One Hot Encoding in Python

07.03.2021

Intro

One hot encoding is a method of converting categorical variables into numerical form. It is a preprocessing needed for some machine learning algorithms to improve performance. In this article, we will learn how to do one-hot encoding in R.

For example, let’s say we have the following list of expenses with categories.

Category Amount
Transport 100
Grocery 300
Bills 200

We would like to convert this data to numerical form. Here is an example.

Amount Transport Grocery Bills
100 1 0 0
300 0 1 0
200 0 0 1

We can see that each row now has an entry for each category. There is a 0 if the row doesn’t have the category and 1 if the row does.
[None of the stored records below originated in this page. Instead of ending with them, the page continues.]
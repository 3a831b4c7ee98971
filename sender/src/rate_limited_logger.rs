//! Log at most once per interval, counting what was swallowed in between.
//!
//! Used on paths that can fail for every item or batch: an unreachable downstream, an
//! empty ring, a stream of samples with an unknown counter type.

use parking_lot::Mutex;
use std::fmt::Display;
use std::sync::atomic::{AtomicU64, Ordering};
use std::time::{Duration, Instant};

pub const DEFAULT_LOG_INTERVAL: Duration = Duration::from_secs(10);

#[derive(Debug)]
pub struct RateLimitedLogger {
    /// Queue, family or address the logged failures belong to
    scope: String,
    min_interval: Duration,
    last_log_time: Mutex<Option<Instant>>,
    /// Failures since the last emitted line
    pending: AtomicU64,
    total: AtomicU64,
}

impl RateLimitedLogger {
    pub fn new(scope: impl Into<String>, min_interval: Duration) -> Self {
        Self {
            scope: scope.into(),
            min_interval,
            last_log_time: Mutex::new(None),
            pending: AtomicU64::new(0),
            total: AtomicU64::new(0),
        }
    }

    fn should_log(&self) -> bool {
        let mut last_time = self.last_log_time.lock();
        let now = Instant::now();
        match *last_time {
            Some(last) if now.duration_since(last) < self.min_interval => false,
            _ => {
                *last_time = Some(now);
                true
            }
        }
    }

    /// Records one failure. Returns whether a line was emitted.
    pub fn warn(&self, what: &str, error: &dyn Display) -> bool {
        self.pending.fetch_add(1, Ordering::Relaxed);
        let total = self.total.fetch_add(1, Ordering::Relaxed) + 1;

        if !self.should_log() {
            return false;
        }

        let suppressed = self.pending.swap(0, Ordering::Relaxed).saturating_sub(1);
        tracing::warn!(
            scope = %self.scope,
            error = %error,
            suppressed,
            total_failures = total,
            "{what}"
        );
        true
    }

    pub fn total(&self) -> u64 {
        self.total.load(Ordering::Relaxed)
    }
}

#[cfg(test)]
mod tests {
    use super::*;

    #[test]
    fn test_first_failure_is_logged() {
        let logger = RateLimitedLogger::new("10.0.0.1:6080", Duration::from_secs(60));
        assert!(logger.warn("delivery failed", &"connection refused"));
        assert!(!logger.warn("delivery failed", &"connection refused"));
        assert!(!logger.warn("delivery failed", &"connection refused"));
        assert_eq!(logger.total(), 3);
    }

    #[test]
    fn test_logs_again_after_interval() {
        let logger = RateLimitedLogger::new("archive", Duration::from_millis(10));
        assert!(logger.warn("delivery failed", &"timeout"));
        std::thread::sleep(Duration::from_millis(20));
        assert!(logger.warn("delivery failed", &"timeout"));
    }

    #[test]
    fn test_zero_interval_always_logs() {
        let logger = RateLimitedLogger::new("report", Duration::ZERO);
        for _ in 0..5 {
            assert!(logger.warn("delivery failed", &"rejected"));
        }
    }
}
As you may be able to tell, we will gain a lot of extra features from this type of encoding, but that is not always a problem.

Creating the Data Set

To start, let’s create our data set. The eample here is a list of expenses and their respective categories.

import pandas as pd

df = pd.DataFrame({
    "category": ["Transport", "Grocery", "Bills"],
    "amount": [100, 300, 200]
})

df.head()
category amount
0 Transport 100
1 Grocery 300
2 Bills 200

Encoding Variables

To encode categorical variables, we can use the get_dummies method from pandas. We pass our data frame to the method and it returns a new data frome encoded with one hot encoding.

pd.get_dummies(df)
amount category_Bills category_Grocery category_Transport
0 100 0 0 1
1 300 0 1 0
2 200 1 0 0